In my dreams, someone might find a great-grandparent here. I’ve built a blog so visitors who know something about the people or the setting can add comments. I’m chipping away at enlarging the people in the panoramic photo of Kitchener factory workers from 1928. Check back to see who I’ve uploaded. Easier still, sign up (here on your right) for automatic notification that I’ve uploaded a new person.

Employees of the Merchants Rubber Company, September 11, 1928. Photographed by the Toronto Panoramic Photography Company, Lansdowne Avenue, Toronto, Ontario
My friend Deb showed me this old rolled-up photo she found among her late mother’s belongings. I was fascinated, poring over it with a magnifying glass. I imagined scanning it to enlarge the image so I could properly view all these wonderful faces. Then Deb made me a gift of it! I figure although the young boy on the far right of the panorama in the site header (if he was 13 in 1928) is possibly alive today at 95, it’s pretty safe to assume everyone here has passed on.
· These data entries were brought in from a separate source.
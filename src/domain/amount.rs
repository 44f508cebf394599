//! Amount type
//!
//! Domain primitive for monetary amounts with business rule validation.
//! All amounts are validated at construction time, ensuring invalid values
//! cannot exist in the system.

use rust_decimal::Decimal;
use serde::{Deserialize, Serialize};
use std::fmt;
use std::ops::Add;
use std::str::FromStr;

/// Maximum allowed balance (1 billion, fits NUMERIC(12,2))
const MAX_AMOUNT: &str = "1000000000";

/// Maximum decimal places (2, minor currency units)
const MAX_SCALE: u32 = 2;

/// Amount represents a validated monetary value.
///
/// # Invariants
/// - Value is always positive (> 0)
/// - Maximum 2 decimal places
/// - Maximum value is 1 billion
///
/// # Example
/// ```
/// use rust_decimal::Decimal;
/// use wallet_ledger::domain::Amount;
///
/// let amount = Amount::new(Decimal::new(100, 0)).unwrap();
/// assert_eq!(amount.value(), Decimal::new(100, 0));
/// ```
#[derive(Debug, Clone, PartialEq, Eq, PartialOrd, Ord, Serialize, Deserialize)]
#[serde(try_from = "String", into = "String")]
pub struct Amount(Decimal);

/// Errors that can occur when creating an Amount
#[derive(Debug, Clone, PartialEq, Eq, thiserror::Error)]
pub enum AmountError {
    #[error("Amount must be positive (got {0})")]
    NotPositive(Decimal),

    #[error("Amount has too many decimal places (max {MAX_SCALE}, got {0})")]
    TooManyDecimals(u32),

    #[error("Amount exceeds maximum allowed value ({MAX_AMOUNT})")]
    Overflow,

    #[error("Invalid amount format: {0}")]
    ParseError(String),
}

impl Amount {
    /// Create a new Amount with validation.
    ///
    /// # Errors
    /// - `AmountError::NotPositive` if value <= 0
    /// - `AmountError::TooManyDecimals` if more than 2 decimal places
    /// - `AmountError::Overflow` if value > 1 billion
    pub fn new(value: Decimal) -> Result<Self, AmountError> {
        // Rule 1: Must be positive
        if value <= Decimal::ZERO {
            return Err(AmountError::NotPositive(value));
        }

        // Rule 2: Maximum 2 decimal places (trailing zeros don't count)
        let scale = value.normalize().scale();
        if scale > MAX_SCALE {
            return Err(AmountError::TooManyDecimals(scale));
        }

        // Rule 3: Maximum 1 billion
        let max = Decimal::from_str(MAX_AMOUNT).expect("Invalid MAX_AMOUNT constant");
        if value > max {
            return Err(AmountError::Overflow);
        }

        Ok(Self(value))
    }

    /// Create an Amount from an integer (no decimal places).
    pub fn from_integer(value: i64) -> Result<Self, AmountError> {
        Self::new(Decimal::from(value))
    }

    /// Get the underlying Decimal value.
    pub fn value(&self) -> Decimal {
        self.0
    }

    /// Check if this amount can be added to another without overflow.
    pub fn try_add(&self, other: &Amount) -> Result<Amount, AmountError> {
        let sum = self.0 + other.0;
        Amount::new(sum)
    }
}

impl fmt::Display for Amount {
    fn fmt(&self, f: &mut fmt::Formatter<'_>) -> fmt::Result {
        write!(f, "{:.2}", self.0)
    }
}

impl FromStr for Amount {
    type Err = AmountError;

    fn from_str(s: &str) -> Result<Self, Self::Err> {
        let decimal = Decimal::from_str(s)
            .map_err(|e| AmountError::ParseError(e.to_string()))?;
        Amount::new(decimal)
    }
}

impl TryFrom<String> for Amount {
    type Error = AmountError;

    fn try_from(value: String) -> Result<Self, Self::Error> {
        Amount::from_str(&value)
    }
}

impl TryFrom<Decimal> for Amount {
    type Error = AmountError;

    fn try_from(value: Decimal) -> Result<Self, Self::Error> {
        Amount::new(value)
    }
}

impl From<Amount> for String {
    fn from(amount: Amount) -> Self {
        format!("{:.2}", amount.0)
    }
}

impl Add for Amount {
    type Output = Result<Amount, AmountError>;

    fn add(self, rhs: Self) -> Self::Output {
        self.try_add(&rhs)
    }
}

// Note: We don't implement Sub directly because the result might be <= 0
// Instead, use explicit subtraction with validation

/// Balance represents a wallet balance (can be zero or positive).
/// Unlike Amount, Balance can be zero.
#[derive(Debug, Clone, PartialEq, Eq, Serialize, Deserialize)]
pub struct Balance(Decimal);

impl Balance {
    /// Create a new balance (zero or positive)
    pub fn new(value: Decimal) -> Result<Self, AmountError> {
        if value < Decimal::ZERO {
            return Err(AmountError::NotPositive(value));
        }

        let max = Decimal::from_str(MAX_AMOUNT).expect("Invalid MAX_AMOUNT constant");
        if value > max {
            return Err(AmountError::Overflow);
        }

        Ok(Self(value))
    }

    /// Create a zero balance
    pub fn zero() -> Self {
        Self(Decimal::ZERO)
    }

    /// Get the underlying value
    pub fn value(&self) -> Decimal {
        self.0
    }

    /// Check if balance is sufficient for a debit
    pub fn is_sufficient_for(&self, amount: &Amount) -> bool {
        self.0 >= amount.value()
    }

    /// Add amount to balance
    pub fn credit(&self, amount: &Amount) -> Result<Balance, AmountError> {
        let new_value = self.0 + amount.value();
        Balance::new(new_value)
    }

    /// Subtract amount from balance
    pub fn debit(&self, amount: &Amount) -> Result<Balance, AmountError> {
        let new_value = self.0 - amount.value();
        Balance::new(new_value)
    }
}

impl fmt::Display for Balance {
    fn fmt(&self, f: &mut fmt::Formatter<'_>) -> fmt::Result {
        write!(f, "{:.2}", self.0)
    }
}

impl Default for Balance {
    fn default() -> Self {
        Self::zero()
    }
}
//! Wallet Store
//!
//! Durable CRUD for wallet rows plus the atomic increment/decrement
//! primitives. This is the only code that writes the `wallets` table;
//! balance mutations require a transaction handle owned by the caller.

use chrono::{DateTime, Utc};
use rust_decimal::Decimal;
use sqlx::{PgPool, Postgres, Transaction};
use uuid::Uuid;

use crate::domain::{Amount, CurrencyCode};

use super::WalletStoreError;

/// A per-user, per-currency balance record.
#[derive(Debug, Clone)]
pub struct Wallet {
    pub id: Uuid,
    pub user_id: Uuid,
    pub currency: CurrencyCode,
    pub balance: Decimal,
    pub created_at: DateTime<Utc>,
    pub updated_at: DateTime<Utc>,
}

type WalletRow = (Uuid, Uuid, String, Decimal, DateTime<Utc>, DateTime<Utc>);

impl Wallet {
    fn from_row(row: WalletRow) -> Result<Self, WalletStoreError> {
        let (id, user_id, currency, balance, created_at, updated_at) = row;
        let currency = currency
            .parse::<CurrencyCode>()
            .map_err(|_| WalletStoreError::Database(sqlx::Error::Decode(
                format!("invalid currency code in wallet {}: {:?}", id, currency).into(),
            )))?;
        Ok(Self {
            id,
            user_id,
            currency,
            balance,
            created_at,
            updated_at,
        })
    }
}

const WALLET_COLUMNS: &str = "id, user_id, currency, balance, created_at, updated_at";

/// Store for wallet rows
#[derive(Debug, Clone)]
pub struct WalletStore {
    pool: PgPool,
}

impl WalletStore {
    /// Create a new WalletStore with a database pool
    pub fn new(pool: PgPool) -> Self {
        Self { pool }
    }

    /// Return the wallet for (user, currency), creating a zero-balance one
    /// if absent. The unique (user_id, currency) constraint arbitrates
    /// concurrent creation: the loser of the race falls through to the
    /// select and sees the winner's row.
    ///
    /// The boolean is `true` when this call created the wallet.
    pub async fn get_or_create(
        &self,
        user_id: Uuid,
        currency: &CurrencyCode,
    ) -> Result<(Wallet, bool), WalletStoreError> {
        let inserted: Option<WalletRow> = sqlx::query_as(&format!(
            r#"
            INSERT INTO wallets (id, user_id, currency, balance)
            VALUES ($1, $2, $3, 0)
            ON CONFLICT (user_id, currency) DO NOTHING
            RETURNING {WALLET_COLUMNS}
            "#,
        ))
        .bind(Uuid::new_v4())
        .bind(user_id)
        .bind(currency.as_str())
        .fetch_optional(&self.pool)
        .await?;

        if let Some(row) = inserted {
            let wallet = Wallet::from_row(row)?;
            tracing::info!(
                wallet_id = %wallet.id,
                user_id = %user_id,
                currency = %currency,
                "Wallet created"
            );
            return Ok((wallet, true));
        }

        // Lost the race or the wallet already existed
        let existing = self.find(user_id, currency).await?;
        existing
            .map(|w| (w, false))
            .ok_or(WalletStoreError::Database(sqlx::Error::RowNotFound))
    }

    /// Find the wallet for (user, currency).
    pub async fn find(
        &self,
        user_id: Uuid,
        currency: &CurrencyCode,
    ) -> Result<Option<Wallet>, WalletStoreError> {
        let row: Option<WalletRow> = sqlx::query_as(&format!(
            r#"
            SELECT {WALLET_COLUMNS}
            FROM wallets
            WHERE user_id = $1 AND currency = $2
            "#,
        ))
        .bind(user_id)
        .bind(currency.as_str())
        .fetch_optional(&self.pool)
        .await?;

        row.map(Wallet::from_row).transpose()
    }

    /// Find a wallet by its id.
    pub async fn find_by_id(&self, wallet_id: Uuid) -> Result<Option<Wallet>, WalletStoreError> {
        let row: Option<WalletRow> = sqlx::query_as(&format!(
            r#"
            SELECT {WALLET_COLUMNS}
            FROM wallets
            WHERE id = $1
            "#,
        ))
        .bind(wallet_id)
        .fetch_optional(&self.pool)
        .await?;

        row.map(Wallet::from_row).transpose()
    }

    /// All wallets belonging to a user.
    pub async fn list_for_user(&self, user_id: Uuid) -> Result<Vec<Wallet>, WalletStoreError> {
        let rows: Vec<WalletRow> = sqlx::query_as(&format!(
            r#"
            SELECT {WALLET_COLUMNS}
            FROM wallets
            WHERE user_id = $1
            ORDER BY currency ASC
            "#,
        ))
        .bind(user_id)
        .fetch_all(&self.pool)
        .await?;

        rows.into_iter().map(Wallet::from_row).collect()
    }

    /// Add to a wallet balance inside the caller's transaction.
    /// Returns the new balance.
    pub async fn increment(
        &self,
        tx: &mut Transaction<'_, Postgres>,
        wallet_id: Uuid,
        amount: &Amount,
    ) -> Result<Decimal, WalletStoreError> {
        let new_balance: Option<Decimal> = sqlx::query_scalar(
            r#"
            UPDATE wallets
            SET balance = balance + $2, updated_at = NOW()
            WHERE id = $1
            RETURNING balance
            "#,
        )
        .bind(wallet_id)
        .bind(amount.value())
        .fetch_optional(&mut **tx)
        .await?;

        new_balance.ok_or(WalletStoreError::NotFound(wallet_id))
    }

    /// Subtract from a wallet balance inside the caller's transaction.
    /// Returns the new balance.
    ///
    /// The row is read with `FOR UPDATE` so concurrent decrements against
    /// the same wallet serialize; the balance check happens against the
    /// locked row, and the update carries a `balance >= amount` guard as
    /// a second line of defense.
    pub async fn decrement(
        &self,
        tx: &mut Transaction<'_, Postgres>,
        wallet_id: Uuid,
        amount: &Amount,
    ) -> Result<Decimal, WalletStoreError> {
        let available: Option<Decimal> = sqlx::query_scalar(
            r#"
            SELECT balance FROM wallets WHERE id = $1 FOR UPDATE
            "#,
        )
        .bind(wallet_id)
        .fetch_optional(&mut **tx)
        .await?;

        let available = available.ok_or(WalletStoreError::NotFound(wallet_id))?;

        if available < amount.value() {
            return Err(WalletStoreError::InsufficientBalance {
                required: amount.value(),
                available,
            });
        }

        let new_balance: Option<Decimal> = sqlx::query_scalar(
            r#"
            UPDATE wallets
            SET balance = balance - $2, updated_at = NOW()
            WHERE id = $1 AND balance >= $2
            RETURNING balance
            "#,
        )
        .bind(wallet_id)
        .bind(amount.value())
        .fetch_optional(&mut **tx)
        .await?;

        new_balance.ok_or(WalletStoreError::InsufficientBalance {
            required: amount.value(),
            available,
        })
    }
}

#[cfg(test)]
mod tests {
    use super::*;

    #[test]
    fn test_wallet_from_row() {
        let now = Utc::now();
        let row = (
            Uuid::new_v4(),
            Uuid::new_v4(),
            "USD".to_string(),
            Decimal::new(10050, 2),
            now,
            now,
        );

        let wallet = Wallet::from_row(row).unwrap();
        assert_eq!(wallet.currency.as_str(), "USD");
        assert_eq!(wallet.balance, Decimal::new(10050, 2));
    }

    #[test]
    fn test_wallet_from_row_bad_currency() {
        let now = Utc::now();
        let row = (
            Uuid::new_v4(),
            Uuid::new_v4(),
            "not-a-code".to_string(),
            Decimal::ZERO,
            now,
            now,
        );

        assert!(Wallet::from_row(row).is_err());
    }
}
This is the Merchants Rubber Company, started by Jacob Kaufman (you know the name from Kaufman Footwear, such as the famous Sorel boots).
This shot was taken by the Toronto Panoramic Photography Company on Lansdowne Avenue. Wiki says, “Following the invention of flexible film in 1888, panoramic photography was revolutionised. Dozens of cameras were marketed, many with brand names heavily indicative of their time. Cameras such as the Cylindrograph, Wonder Panoramic, Pantascopic and Cyclo-Pan, are some examples of panoramic cameras.”
February 19, 2010 at 12:25 am
You could make a whole world out of these folks, inventing histories and stories, having them fall in love or feud with each other, or both! I guess that’s what happened. But looking at them . . . every face tells a story. Very evocative.